§ **Goal of the exercise**
Retype, word for word, each line between the lines holding "Copy, PartialEq, Eq, Hash, Serialize, Deserialize)]" and "let mut board = Board::new();", inclusive, and leave the rest of the data alone.

Entries shown Start Marker

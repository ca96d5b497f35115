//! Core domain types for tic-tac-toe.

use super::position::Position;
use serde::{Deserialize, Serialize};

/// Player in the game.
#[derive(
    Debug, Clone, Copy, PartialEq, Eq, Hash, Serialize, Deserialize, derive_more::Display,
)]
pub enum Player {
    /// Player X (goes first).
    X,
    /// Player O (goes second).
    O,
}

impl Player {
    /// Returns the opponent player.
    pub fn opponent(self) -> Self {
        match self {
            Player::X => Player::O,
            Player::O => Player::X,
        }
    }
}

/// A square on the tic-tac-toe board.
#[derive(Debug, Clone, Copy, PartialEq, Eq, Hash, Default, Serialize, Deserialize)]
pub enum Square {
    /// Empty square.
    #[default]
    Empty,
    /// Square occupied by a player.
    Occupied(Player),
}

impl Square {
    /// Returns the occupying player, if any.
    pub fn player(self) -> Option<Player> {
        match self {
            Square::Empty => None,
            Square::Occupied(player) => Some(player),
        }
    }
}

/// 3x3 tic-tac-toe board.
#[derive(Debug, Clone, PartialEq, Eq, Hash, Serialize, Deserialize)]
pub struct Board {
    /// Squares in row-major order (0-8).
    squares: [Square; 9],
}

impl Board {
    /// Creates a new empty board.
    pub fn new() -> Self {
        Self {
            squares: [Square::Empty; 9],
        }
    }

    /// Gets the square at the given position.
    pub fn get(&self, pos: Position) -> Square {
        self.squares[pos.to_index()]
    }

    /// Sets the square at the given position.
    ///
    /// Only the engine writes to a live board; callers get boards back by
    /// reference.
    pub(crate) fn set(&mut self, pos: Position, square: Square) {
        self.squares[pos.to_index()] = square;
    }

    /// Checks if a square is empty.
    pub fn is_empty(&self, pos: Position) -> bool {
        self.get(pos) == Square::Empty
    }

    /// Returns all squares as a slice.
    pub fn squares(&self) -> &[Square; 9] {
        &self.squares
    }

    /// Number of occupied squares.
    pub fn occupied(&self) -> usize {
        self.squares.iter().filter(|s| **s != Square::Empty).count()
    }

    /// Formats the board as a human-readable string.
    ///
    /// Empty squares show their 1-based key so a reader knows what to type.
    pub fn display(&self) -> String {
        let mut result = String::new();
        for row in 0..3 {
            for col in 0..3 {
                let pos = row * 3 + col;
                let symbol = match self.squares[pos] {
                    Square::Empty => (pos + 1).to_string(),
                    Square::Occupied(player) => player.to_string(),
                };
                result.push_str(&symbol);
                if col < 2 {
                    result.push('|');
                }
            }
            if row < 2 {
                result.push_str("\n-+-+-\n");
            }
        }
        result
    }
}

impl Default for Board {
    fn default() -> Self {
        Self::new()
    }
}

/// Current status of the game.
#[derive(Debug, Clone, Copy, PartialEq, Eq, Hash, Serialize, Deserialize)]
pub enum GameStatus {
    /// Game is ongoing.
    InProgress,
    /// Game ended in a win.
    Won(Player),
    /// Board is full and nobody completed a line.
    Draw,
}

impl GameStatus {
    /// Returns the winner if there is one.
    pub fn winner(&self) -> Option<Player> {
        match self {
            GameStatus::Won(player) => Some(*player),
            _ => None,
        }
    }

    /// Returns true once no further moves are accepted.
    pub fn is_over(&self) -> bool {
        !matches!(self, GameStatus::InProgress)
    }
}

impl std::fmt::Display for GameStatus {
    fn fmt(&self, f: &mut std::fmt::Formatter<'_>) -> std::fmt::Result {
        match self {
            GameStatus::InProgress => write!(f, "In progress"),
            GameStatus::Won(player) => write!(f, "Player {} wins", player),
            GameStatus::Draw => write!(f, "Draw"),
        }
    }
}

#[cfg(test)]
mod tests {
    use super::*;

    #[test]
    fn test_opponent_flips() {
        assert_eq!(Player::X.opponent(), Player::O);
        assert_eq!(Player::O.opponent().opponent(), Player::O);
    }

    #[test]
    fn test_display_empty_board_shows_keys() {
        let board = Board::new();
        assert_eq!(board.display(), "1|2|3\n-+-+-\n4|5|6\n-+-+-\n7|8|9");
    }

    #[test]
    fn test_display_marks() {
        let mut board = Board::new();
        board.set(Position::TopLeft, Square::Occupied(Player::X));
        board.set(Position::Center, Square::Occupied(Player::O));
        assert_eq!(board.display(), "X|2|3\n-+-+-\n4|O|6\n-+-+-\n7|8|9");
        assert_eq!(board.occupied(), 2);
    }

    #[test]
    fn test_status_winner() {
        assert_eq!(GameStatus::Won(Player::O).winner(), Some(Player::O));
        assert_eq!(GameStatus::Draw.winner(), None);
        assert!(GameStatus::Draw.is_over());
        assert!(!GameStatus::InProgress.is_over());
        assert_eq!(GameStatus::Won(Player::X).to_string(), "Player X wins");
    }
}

Entries shown End Marker
Entries shown Start Marker

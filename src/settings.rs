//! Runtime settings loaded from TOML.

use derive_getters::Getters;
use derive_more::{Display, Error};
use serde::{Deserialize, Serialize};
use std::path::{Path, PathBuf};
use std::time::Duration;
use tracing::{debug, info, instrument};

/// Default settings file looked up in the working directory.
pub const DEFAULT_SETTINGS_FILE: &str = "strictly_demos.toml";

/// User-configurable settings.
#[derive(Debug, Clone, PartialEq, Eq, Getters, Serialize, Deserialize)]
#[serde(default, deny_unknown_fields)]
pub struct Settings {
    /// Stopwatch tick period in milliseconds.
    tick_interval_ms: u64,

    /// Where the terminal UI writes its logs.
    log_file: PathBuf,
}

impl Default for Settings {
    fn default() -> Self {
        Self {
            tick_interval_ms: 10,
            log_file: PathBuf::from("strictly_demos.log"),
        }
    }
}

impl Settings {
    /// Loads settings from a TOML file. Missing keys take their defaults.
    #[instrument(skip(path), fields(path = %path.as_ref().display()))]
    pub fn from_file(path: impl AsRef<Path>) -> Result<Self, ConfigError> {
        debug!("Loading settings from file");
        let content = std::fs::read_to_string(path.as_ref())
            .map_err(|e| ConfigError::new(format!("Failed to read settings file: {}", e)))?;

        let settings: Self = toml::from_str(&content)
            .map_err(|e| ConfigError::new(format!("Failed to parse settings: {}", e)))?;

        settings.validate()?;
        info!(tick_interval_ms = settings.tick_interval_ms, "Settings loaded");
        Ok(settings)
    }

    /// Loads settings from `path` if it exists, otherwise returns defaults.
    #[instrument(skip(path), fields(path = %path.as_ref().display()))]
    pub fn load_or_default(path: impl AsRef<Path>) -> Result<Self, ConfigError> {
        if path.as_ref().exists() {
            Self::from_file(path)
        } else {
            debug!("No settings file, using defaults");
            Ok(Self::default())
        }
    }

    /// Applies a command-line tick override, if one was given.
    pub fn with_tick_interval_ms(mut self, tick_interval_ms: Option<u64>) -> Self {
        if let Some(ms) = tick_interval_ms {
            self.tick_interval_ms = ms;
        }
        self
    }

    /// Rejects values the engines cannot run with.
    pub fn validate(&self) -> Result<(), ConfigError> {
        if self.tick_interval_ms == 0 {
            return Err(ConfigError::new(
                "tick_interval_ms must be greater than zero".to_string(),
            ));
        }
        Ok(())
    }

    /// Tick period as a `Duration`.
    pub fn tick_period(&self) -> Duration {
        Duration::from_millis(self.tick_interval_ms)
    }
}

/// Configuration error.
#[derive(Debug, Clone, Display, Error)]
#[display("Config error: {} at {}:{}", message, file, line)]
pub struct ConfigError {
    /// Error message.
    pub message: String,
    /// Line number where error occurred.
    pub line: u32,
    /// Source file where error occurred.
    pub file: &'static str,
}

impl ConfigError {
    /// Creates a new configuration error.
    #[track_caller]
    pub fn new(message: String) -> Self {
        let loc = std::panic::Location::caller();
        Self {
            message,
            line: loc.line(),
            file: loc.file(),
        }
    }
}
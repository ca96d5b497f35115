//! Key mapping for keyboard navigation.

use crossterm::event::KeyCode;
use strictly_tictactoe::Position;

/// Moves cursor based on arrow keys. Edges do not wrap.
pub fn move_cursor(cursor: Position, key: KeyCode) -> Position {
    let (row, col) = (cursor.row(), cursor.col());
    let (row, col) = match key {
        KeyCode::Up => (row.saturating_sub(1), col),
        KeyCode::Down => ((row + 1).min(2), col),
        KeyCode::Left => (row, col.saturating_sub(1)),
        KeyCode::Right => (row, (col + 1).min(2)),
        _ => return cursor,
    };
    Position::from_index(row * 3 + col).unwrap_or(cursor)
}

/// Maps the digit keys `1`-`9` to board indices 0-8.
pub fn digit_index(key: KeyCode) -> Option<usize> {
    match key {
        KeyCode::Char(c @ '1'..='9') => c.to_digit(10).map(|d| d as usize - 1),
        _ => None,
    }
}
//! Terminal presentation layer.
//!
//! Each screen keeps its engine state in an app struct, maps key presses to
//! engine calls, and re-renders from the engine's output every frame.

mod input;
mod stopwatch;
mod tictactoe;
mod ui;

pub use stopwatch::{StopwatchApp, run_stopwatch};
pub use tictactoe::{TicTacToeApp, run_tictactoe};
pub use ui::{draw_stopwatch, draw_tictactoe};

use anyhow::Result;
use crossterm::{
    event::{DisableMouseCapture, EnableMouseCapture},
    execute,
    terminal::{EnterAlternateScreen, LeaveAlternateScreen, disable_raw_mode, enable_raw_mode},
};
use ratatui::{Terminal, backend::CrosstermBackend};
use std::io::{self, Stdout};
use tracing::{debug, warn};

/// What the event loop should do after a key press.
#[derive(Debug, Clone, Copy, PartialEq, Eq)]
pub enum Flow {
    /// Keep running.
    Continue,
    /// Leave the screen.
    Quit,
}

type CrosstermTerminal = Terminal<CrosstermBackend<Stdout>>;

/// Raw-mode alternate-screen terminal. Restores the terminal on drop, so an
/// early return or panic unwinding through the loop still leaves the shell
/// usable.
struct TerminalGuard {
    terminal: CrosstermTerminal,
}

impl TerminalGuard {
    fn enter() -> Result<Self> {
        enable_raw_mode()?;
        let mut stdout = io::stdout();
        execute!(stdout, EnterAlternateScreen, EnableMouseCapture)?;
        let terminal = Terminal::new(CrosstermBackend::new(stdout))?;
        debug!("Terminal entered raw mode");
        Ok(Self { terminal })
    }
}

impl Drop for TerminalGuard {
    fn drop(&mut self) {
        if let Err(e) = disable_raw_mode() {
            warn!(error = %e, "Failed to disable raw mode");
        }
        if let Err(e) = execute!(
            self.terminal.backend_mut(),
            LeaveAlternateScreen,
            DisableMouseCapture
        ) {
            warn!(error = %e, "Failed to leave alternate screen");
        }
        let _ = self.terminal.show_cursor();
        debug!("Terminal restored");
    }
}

Entries shown End Marker

§ **Written solution**
#[derive(Debug, Clone, Copy, PartialEq, Eq, Hash, Serialize, Deserialize)]
pub enum GameStatus {
    /// Game is ongoing.
    InProgress,
    /// Game ended in a win.
    Won(Player),
    /// Board is full and nobody completed a line.
    Draw,
}

impl GameStatus {
    /// Returns the winner if there is one.
    pub fn winner(&self) -> Option<Player> {
        match self {
            GameStatus::Won(player) => Some(*player),
            _ => None,
        }
    }

    /// Returns true once no further moves are accepted.
    pub fn is_over(&self) -> bool {
        !matches!(self, GameStatus::InProgress)
    }
}

impl std::fmt::Display for GameStatus {
    fn fmt(&self, f: &mut std::fmt::Formatter<'_>) -> std::fmt::Result {
        match self {
            GameStatus::InProgress => write!(f, "In progress"),
            GameStatus::Won(player) => write!(f, "Player {} wins", player),
            GameStatus::Draw => write!(f, "Draw"),
        }
    }
}

#[cfg(test)]
mod tests {
    use super::*;

    #[test]
    fn test_opponent_flips() {
        assert_eq!(Player::X.opponent(), Player::O);
        assert_eq!(Player::O.opponent().opponent(), Player::O);
    }

    #[test]
    fn test_display_empty_board_shows_keys() {
        let board = Board::new();
        assert_eq!(board.display(), "1|2|3\n-+-+-\n4|5|6\n-+-+-\n7|8|9");
    }

    #[test]
    fn test_display_marks() {
        let mut board = Board::new();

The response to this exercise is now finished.